Lyrics It won’t be long before I sign on / Is it right or is it wrong? / I’ve got no money, it’s all gone still ring in everyone’s ears as Rat Boy finishes off with next ones He said “Hand over the money, this ain’t funny / What’s this, are you taking the piss? / Where’s your iPhone 6? I ain’t stealing this shit / Come here, bitch” (Fake ID).
In spite of entering only his twenties, the young artist surely has got an alluring stage presence. The room fully filled with teenage scums who find his lyrics easily relatable. Even if the average age is most likely 15 years old.
The honesty of his lyrics and narrative style of his songs, political awareness as for such a young age and captivating charm of an early Jamie-T, all that find a susceptible ground to evolve on current music scene, especially considering its demographics.
However, this particular show put the main focus more on the stage production rather than the quality of performance itself. The band seemed too distracted at times having had two videographers constantly under their feet or in front of people’s faces.
Having seen Rat Boy at his sold out gig at Electric Brixton back in May set the bar really high. The energy was extraordinary with the crowd being one of the best I had ever seen.
This time round the show proved a lack of strong connection with the audience what resulted in weaker engagement from their side of the stage.
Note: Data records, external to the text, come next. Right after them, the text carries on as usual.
//! Data validation
//!
//! Restricts what users may type into template cells. Only list (dropdown)
//! validation is modelled; that is all the quotation template needs.
//!
//! ## Example
//!
//! ```rust
//! use quote_sheets_core::{CellRange, DataValidation, Worksheet};
//!
//! let mut sheet = Worksheet::new("Supplier Quotation");
//!
//! let validation = DataValidation::list(["YES", "NO", "NOT SURE"])
//!     .unwrap()
//!     .with_range(CellRange::parse("E4:E103").unwrap())
//!     .with_error_message("Invalid Input", "Only YES, NO, or NOT SURE are allowed");
//!
//! sheet.add_data_validation(validation);
//! assert!(sheet.data_validation_at(3, 4).is_some());
//! ```

use crate::cell::CellRange;
use crate::error::{Error, Result};

/// Excel caps an inline list source (`"a,b,c"`) at 255 characters.
const MAX_LIST_SOURCE_LEN: usize = 255;

/// Dropdown list validation rule
#[derive(Debug, Clone, PartialEq)]
pub struct DataValidation {
    /// Allowed values, in dropdown order
    pub values: Vec<String>,
    /// Cell ranges this validation applies to
    pub ranges: Vec<CellRange>,
    /// Allow blank/empty cells
    pub allow_blank: bool,

    /// Input message text (shown when the cell is selected)
    pub input_message: Option<String>,

    /// Error alert style
    pub error_style: ValidationErrorStyle,
    /// Error alert title
    pub error_title: Option<String>,
    /// Error alert message
    pub error_message: Option<String>,
}

impl DataValidation {
    /// Create a list validation from its allowed values
    ///
    /// Fails if a value contains a comma (the inline source separator) or
    /// the joined source exceeds Excel's 255 character limit.
    pub fn list<I, S>(values: I) -> Result<Self>
    where
        I: IntoIterator<Item = S>,
        S: Into<String>,
    {
        let values: Vec<String> = values.into_iter().map(Into::into).collect();

        if values.is_empty() {
            return Err(Error::InvalidValidation("list has no values".into()));
        }
        if let Some(bad) = values.iter().find(|v| v.contains(',')) {
            return Err(Error::InvalidValidation(format!(
                "list value '{}' contains a comma",
                bad
            )));
        }

        let validation = Self {
            values,
            ranges: Vec::new(),
            allow_blank: true,
            input_message: None,
            error_style: ValidationErrorStyle::Stop,
            error_title: None,
            error_message: None,
        };

        if validation.source().len() > MAX_LIST_SOURCE_LEN {
            return Err(Error::InvalidValidation(format!(
                "list source exceeds {} characters",
                MAX_LIST_SOURCE_LEN
            )));
        }

        Ok(validation)
    }

    /// Inline list source as stored in the file (e.g. `YES,NO,NOT SURE`)
    pub fn source(&self) -> String {
        self.values.join(",")
    }

    /// Add a cell range to this validation
    pub fn with_range(mut self, range: CellRange) -> Self {
        self.ranges.push(range);
        self
    }

    /// Set whether blank cells are allowed
    pub fn with_allow_blank(mut self, allow: bool) -> Self {
        self.allow_blank = allow;
        self
    }

    /// Set the prompt shown when a cell is selected
    pub fn with_input_message(mut self, message: impl Into<String>) -> Self {
        self.input_message = Some(message.into());
        self
    }

    /// Set an error message (shown when invalid data is entered)
    pub fn with_error_message(
        mut self,
        title: impl Into<String>,
        message: impl Into<String>,
    ) -> Self {
        self.error_title = Some(title.into());
        self.error_message = Some(message.into());
        self
    }

    /// Set the error style
    pub fn with_error_style(mut self, style: ValidationErrorStyle) -> Self {
        self.error_style = style;
        self
    }

    /// Check if this validation applies to a specific cell
    pub fn applies_to(&self, row: u32, col: u16) -> bool {
        self.ranges.iter().any(|r| r.contains(row, col))
    }

    /// Check whether a typed value would be accepted
    pub fn accepts(&self, value: &str) -> bool {
        (self.allow_blank && value.is_empty()) || self.values.iter().any(|v| v == value)
    }
}

/// Error alert styles
#[derive(Debug, Clone, Copy, PartialEq, Eq, Default)]
pub enum ValidationErrorStyle {
    /// Reject invalid data (default)
    #[default]
    Stop,
    /// Warn but allow
    Warning,
    /// Just inform
    Information,
}

#[cfg(test)]
mod tests {
    use super::*;

    #[test]
    fn test_list_validation() {
        let v = DataValidation::list(["YES", "NO", "NOT SURE"]).unwrap();
        assert_eq!(v.values, vec!["YES", "NO", "NOT SURE"]);
        assert_eq!(v.source(), "YES,NO,NOT SURE");
        assert_eq!(v.error_style, ValidationErrorStyle::Stop);
        assert!(v.allow_blank);
    }

    #[test]
    fn test_list_rejects_commas_and_empty() {
        assert!(DataValidation::list(["A,B"]).is_err());
        assert!(DataValidation::list(Vec::<String>::new()).is_err());
    }

    #[test]
    fn test_list_rejects_long_source() {
        let long = vec!["X".repeat(200), "Y".repeat(60)];
        assert!(DataValidation::list(long).is_err());
    }

    #[test]
    fn test_with_messages() {
        let v = DataValidation::list(["YES", "NO"])
            .unwrap()
            .with_input_message("Choose: YES or NO")
            .with_error_message("Invalid Input", "Only YES or NO are allowed");

        assert_eq!(v.input_message.as_deref(), Some("Choose: YES or NO"));
        assert_eq!(v.error_title.as_deref(), Some("Invalid Input"));
        assert_eq!(v.error_message.as_deref(), Some("Only YES or NO are allowed"));
    }

    #[test]
    fn test_applies_to() {
        let v = DataValidation::list(["YES"])
            .unwrap()
            .with_range(CellRange::parse("E4:E10").unwrap())
            .with_range(CellRange::parse("G4:G10").unwrap());

        assert!(v.applies_to(3, 4)); // E4
        assert!(v.applies_to(9, 6)); // G10
        assert!(!v.applies_to(3, 5)); // F4
        assert!(!v.applies_to(2, 4)); // E3 - header row
    }

    #[test]
    fn test_accepts() {
        let v = DataValidation::list(["YES", "NO", "NOT SURE"]).unwrap();
        assert!(v.accepts("NOT SURE"));
        assert!(v.accepts(""));
        assert!(!v.accepts("yes"));
        assert!(!v.with_allow_blank(false).accepts(""));
    }
}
The people on each other’s shoulders in the number of five, with one person bravely deciding to crowdsurf and mosh pits being clearly forced. And no stage diving worth to add.
There is a vast talent and immense potential full of startling creativity hidden within the young artist. But perhaps, the important thing that every live performer should keep in mind is that people come down to their shows mainly for the music. Simple as that.